Un problema di leadership sembra esserci anche nel Pd. È così?
Sì, la leadership di Zingaretti è di fatto pesantemente in discussione. Lo è stata anche prima, ma la situazione si è aggravata dal momento che il segretario ha sposato una strategia, quella dell’alternativa tra il Conte-3 e il voto anticipato, che si è rivelata assolutamente perdente. Ci sono forti tensioni interne tra i dem.

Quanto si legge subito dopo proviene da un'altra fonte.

//! Bulk consumer loop.
//!
//! Owns the poll/batch/submit/commit cycle and drives the lifecycle state
//! machine. One consumer owns one log client exclusively; batches flow to
//! the worker pool through the bulk queue and resolve back as futures the
//! commit phase drains in FIFO order.

use std::collections::VecDeque;
use std::mem;
use std::sync::Arc;
use std::time::Instant;

use relay_protocol::{Decoder, EventReader};
use tracing::{debug, error, info, warn};

use crate::config::SinkConfig;
use crate::log::{LogClient, LogError};
use crate::metrics::SinkMetrics;
use crate::queue::{BackendFailure, BatchFuture, BulkQueue};
use crate::status::StatusFsm;
use crate::storage::{LogRecord, RecordStorage, StoredRecord};

/// Why a consumer session (one subscribe-poll-commit run) ended.
#[derive(thiserror::Error, Debug)]
enum SessionError {
    #[error(transparent)]
    Backend(#[from] BackendFailure),

    #[error(transparent)]
    Log(#[from] LogError),
}

/// Polling/batching consumer over a partitioned log.
pub struct BulkConsumer<L: LogClient> {
    client: L,
    config: SinkConfig,
    stream_pattern: String,
    status: Arc<StatusFsm>,
    queue: BulkQueue,
    metrics: Arc<SinkMetrics>,
    reader: EventReader,
}

impl<L: LogClient> BulkConsumer<L> {
    pub fn new(
        client: L,
        config: SinkConfig,
        stream_pattern: impl Into<String>,
        status: Arc<StatusFsm>,
        queue: BulkQueue,
        metrics: Arc<SinkMetrics>,
    ) -> Self {
        Self {
            client,
            config,
            stream_pattern: stream_pattern.into(),
            status,
            queue,
            metrics,
            reader: EventReader::parse_all_tags(),
        }
    }

    /// Run until stopped or a backend failure. Transient infrastructure
    /// errors restart the session; on exit the subscription is dropped and
    /// outstanding batch futures are cancelled (not awaited).
    pub async fn run(mut self) {
        let mut outstanding: VecDeque<BatchFuture> = VecDeque::new();

        self.status.mark_init_completed();
        while self.status.is_active() {
            match self.run_session(&mut outstanding).await {
                Ok(()) => {}
                Err(SessionError::Backend(e)) => {
                    error!(error = %e, "backend failed, halting consumer");
                    self.status.mark_backend_failed();
                }
                Err(SessionError::Log(e)) if e.is_transient() => {
                    warn!(error = %e, "transient log error, restarting session");
                }
                Err(SessionError::Log(e)) => {
                    error!(error = %e, "log client error, restarting session");
                }
            }
            self.client.unsubscribe().await;
            // Dropping the futures cancels them without awaiting; their
            // uncommitted offsets will be re-delivered.
            outstanding.clear();
        }
        self.status.mark_stopped();
        info!(status = ?self.status.current(), "bulk consumer exited");
    }

    /// One session: wait to be runnable, subscribe, then cycle until the
    /// status leaves Running or an error ends the session.
    async fn run_session(
        &mut self,
        outstanding: &mut VecDeque<BatchFuture>,
    ) -> Result<(), SessionError> {
        self.status.wait_until_running_or_stopping().await;
        if !self.status.is_running() {
            return Ok(());
        }

        self.client.subscribe(&self.stream_pattern).await?;
        debug!(pattern = %self.stream_pattern, "subscribed");

        // Overflow from each poll phase carries over to the next cycle.
        let mut next = RecordStorage::new(self.config.batch_size);

        while self.status.is_running() {
            let cycle_started = Instant::now();
            let mut current = mem::replace(&mut next, RecordStorage::new(self.config.batch_size));

            self.poll_phase(&mut current, &mut next).await?;
            self.metrics.mark_received(current.len() as u64);

            if !current.is_empty() {
                let future = self.queue.submit(current).await?;
                outstanding.push_back(future);
            }

            self.commit_phase(outstanding).await?;
            self.metrics.record_cycle(cycle_started.elapsed());
        }
        Ok(())
    }

    /// Poll the log under the configured time budget, routing records into
    /// `current` until it is full and overflow into `next`. Each poll is
    /// bounded by the free space across both storages, so one poll can
    /// never deliver more than the two batches hold. A stop or suspend
    /// request interrupts the in-flight poll without discarding records
    /// polled so far.
    async fn poll_phase(
        &mut self,
        current: &mut RecordStorage,
        next: &mut RecordStorage,
    ) -> Result<(), SessionError> {
        let budget = self.config.poll_timeout();
        let started = Instant::now();
        let mut status_rx = self.status.subscribe();

        while current.available() {
            let elapsed = started.elapsed();
            if elapsed >= budget {
                break;
            }
            let max_records = current.free() + next.free();
            let polled = tokio::select! {
                _ = status_rx.changed() => None,
                records = self.client.poll(budget - elapsed, max_records) => Some(records?),
            };
            let Some(records) = polled else {
                // Status changed; interrupt the poll phase and let the
                // cycle continue with what was already polled.
                if !self.status.is_running() {
                    break;
                }
                continue;
            };
            for record in records {
                self.route_record(record, current, next);
            }
        }
        Ok(())
    }

    /// Decode one polled record and place it in the current batch, or the
    /// next one if the current is already full. A record that fails to
    /// decode is counted dropped; the skip/size invariant of the codec
    /// guarantees the failure cannot corrupt later records.
    fn route_record(
        &self,
        record: LogRecord,
        current: &mut RecordStorage,
        next: &mut RecordStorage,
    ) {
        let mut decoder = Decoder::new(&record.payload);
        let event = match self.reader.read(&mut decoder) {
            Ok(event) => event,
            Err(e) => {
                warn!(
                    partition = %record.partition,
                    offset = record.offset,
                    error = %e,
                    "dropping undecodable record"
                );
                self.metrics.mark_dropped(1);
                return;
            }
        };
        let stored = StoredRecord {
            partition: record.partition,
            offset: record.offset,
            key: record.key,
        };
        if current.available() {
            current.add(stored, event);
        } else if next.available() {
            next.add(stored, event);
        } else {
            // The client returned more records than the poll requested.
            // The record is not buffered and not committed past, so the log
            // re-delivers it.
            warn!(
                partition = %stored.partition,
                offset = stored.offset,
                "discarding record delivered beyond the requested poll bound"
            );
            self.metrics.mark_dropped(1);
        }
    }

    /// Drain resolved futures from the front of the FIFO and commit at
    /// resolved-contiguous boundaries.
    ///
    /// Offsets are committed only when the queue becomes empty or the new
    /// front is unresolved, i.e. for the newest batch whose processing is
    /// confirmed while all older batches are also confirmed. Committing on
    /// every resolution instead would violate the ordering invariant under
    /// out-of-order completion.
    async fn commit_phase(
        &mut self,
        outstanding: &mut VecDeque<BatchFuture>,
    ) -> Result<(), SessionError> {
        loop {
            let front_ready = match outstanding.front_mut() {
                None => break,
                Some(front) => front.is_done() || !self.status.is_running(),
            };
            if !front_ready {
                break;
            }
            let Some(future) = outstanding.pop_front() else {
                break;
            };

            // Immediate when already resolved; awaited only on the
            // shutdown path, mirroring the blocking get of the original
            // future queue.
            let result = future.wait().await?;

            let at_boundary = match outstanding.front_mut() {
                None => true,
                Some(front) => !front.is_done(),
            };
            if at_boundary {
                let offsets = result.storage.offsets();
                self.client.commit(&offsets).await?;
                debug!(batches_outstanding = outstanding.len(), "committed offsets");
            }

            self.metrics.mark_processed(result.stat.processed);
            self.metrics.mark_dropped(result.stat.dropped);
        }
        Ok(())
    }
}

Staremo a vedere cosa accadrà al momento del congresso, anche se è evidente un senso di smarrimento nel Pd.
Draghi, con la scelta di uomini come Cingolani, Colao, Franco e Giovannini in ministeri chiave, sembra aver comunque la possibilità di tenere fuori dalle liti tra partiti i temi più importanti ed evitare ritardi come accaduto con il Governo Conte-2.
Sì, c’è da tenere presente che ci sarà un non facile passaggio delicato di competenze tra ministeri, ma è chiaro che attraverso le scelte fatte sui dicasteri chiave Draghi si è garantito una cintura di sicurezza sui temi del Recovery plan e del rapporto con l’Europa, che gli consente di poter procedere evitando estenuanti mediazioni con i partiti. Certamente per arrivare a una sintesi deve tener conto dei rapporti politici esistenti nella vastissima maggioranza che lo sostiene e lascia più spazio ai partiti pagando un prezzo più che sul piano operativo su quello dell’immagine. Non c’è dubbio però che sui vaccini e il Recovey plan il premier abbia le leve giuste per imporre il rispetto del programma che ha presentato in Parlamento.
Indubbiamente c’è anche attesa per vedere come si comporterà il titolare del Mef. Dovremo aspettare la presentazione del Documento di economia e finanza?
Il Def è vicino e sarà un banco di prova importante su cui vedremo la mano di Draghi e contemporaneamente quella di Franco. Credo che ci sarà un richiamo alla sostenibilità del debito, visto che nel 2020 è aumentato di 160 miliardi di euro. Il ministro dell’Economia sarà però impegnato presto anche sul fronte delle nomine delle aziende partecipate e probabilmente vedremo anche qui qualcosa di nuovo, con minor mediazione tra e dentro i partiti e l’individuazione di figure che rispondono a criteri più oggettivi. Ritengo ci sarà una svolta di metodo importante in cui forse potremo anche vedere una differente concezione del perimetro dello Stato in economia.